Questa è una società globale nella quale esiste un diffusore terrore del fallimento e una fobia della parola. Quasi trasmettesse una sorta di stigma capace d’incollarsi alla persona. Come se il fallimento sia una irreversibile condizione, una perenne condanna. Il fallimento come valore assoluto, che non ha grado, non ha livelli.

Possiamo asserire che uscire al primo turno dei playoff o perdere a gara sette della finale, costituiscano differenti tipi di fallimento. Sono due fallimenti, continuerò a ripetere questa parola più volte perché non ne ho paura e nessuno dovrebbe averne, profondamente diversi.

Essere sconfitti al primo turno è un tipo di fallimento che richiede un cambio d’approccio al problema. La sconfitta in gara sette è quel genere di fallimento che invece richiede un semplice aggiustamento.

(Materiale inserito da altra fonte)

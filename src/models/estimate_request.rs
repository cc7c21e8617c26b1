//! Request body for cost estimation.

use crate::models::Hyperparameters;
use serde::{Deserialize, Serialize};

/// Payload for `POST /estimate`.
///
/// Estimation is a pure calculation on the server; submitting one never
/// creates a job or touches cached data.
#[derive(Debug, Clone, PartialEq, Serialize, Deserialize)]
pub struct EstimateRequest {
    /// Base model the estimate is for
    pub base_model: String,

    /// Compute instance type; server picks its default when absent
    #[serde(skip_serializing_if = "Option::is_none")]
    pub instance_type: Option<String>,

    /// Training configuration the estimate assumes
    #[serde(default)]
    pub hyperparameters: Hyperparameters,

    /// Expected training duration in hours; server derives from
    /// hyperparameters when absent
    #[serde(skip_serializing_if = "Option::is_none")]
    pub estimated_hours: Option<f64>,
}

impl EstimateRequest {
    /// Create a request with default hyperparameters.
    pub fn new(base_model: impl Into<String>) -> Self {
        Self {
            base_model: base_model.into(),
            instance_type: None,
            hyperparameters: Hyperparameters::default(),
            estimated_hours: None,
        }
    }

    /// Set the compute instance type.
    pub fn with_instance_type(mut self, instance_type: impl Into<String>) -> Self {
        self.instance_type = Some(instance_type.into());
        self
    }

    /// Set the hyperparameters.
    pub fn with_hyperparameters(mut self, hyperparameters: Hyperparameters) -> Self {
        self.hyperparameters = hyperparameters;
        self
    }

    /// Set the expected training duration.
    pub fn with_estimated_hours(mut self, hours: f64) -> Self {
        self.estimated_hours = Some(hours);
        self
    }
}

#[cfg(test)]
mod tests {
    use super::*;

    #[test]
    fn test_new_uses_default_hyperparameters() {
        let req = EstimateRequest::new("llama-2-7b");

        assert_eq!(req.base_model, "llama-2-7b");
        assert_eq!(req.hyperparameters, Hyperparameters::default());
        assert!(req.estimated_hours.is_none());
    }

    #[test]
    fn test_builder_methods() {
        let req = EstimateRequest::new("flan-t5-xl")
            .with_instance_type("ml.g5.8xlarge")
            .with_estimated_hours(4.5);

        assert_eq!(req.instance_type.as_deref(), Some("ml.g5.8xlarge"));
        assert_eq!(req.estimated_hours, Some(4.5));
    }

    #[test]
    fn test_serialization_omits_absent_fields() {
        let req = EstimateRequest::new("gpt2");
        let json = serde_json::to_string(&req).unwrap();

        assert!(json.contains("hyperparameters"), "Defaults should serialize");
        assert!(!json.contains("estimated_hours"), "Absent hours should be omitted");
    }
}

Però siamo terrorizzati dalla parola fallimento, fallito e le sue accezioni derivate. Ho fallito, rumorosamente e in quella occasione era un fallito. Sono parole durissime quando le ascoltiamo e ancora più feroci quando ce le diciamo. Se non facessero così male non richiederebbe un cambiamento.

Forse però, posso prendere a prestito le parole di Julio Velasco. Per raccontare che il fallimento non è perenne, non costituisce una condizione, una afflizione.  Dobbiamo imparare a perdere, a non cercare alibi. Liberandoci da una cultura che ci induce a trovare una ragione altra da noi stessi per le sconfitte. Ho fallito perché ho sbagliato, a fidarmi, ad affidarmi, a credere. Le ragioni dei fallimenti non possono transitare prima dall’esterno.

Capita nello sport che l’avversario sia più forte. Punto e basta. Perdere è fallire, ma questo non vuol dire che sei una merda. Abbiamo creato un un mondo che si divide in vincenti e perdenti quando invece si dovrebbe dividere soprattutto tra brave e cattive persone. Poi tra i vincenti ci sono anche delle cattive persone e purtroppo tra i perdenti ci sono delle brave persone.

Non c’è motivo d’aver timore delle parole ma delle cattive persone.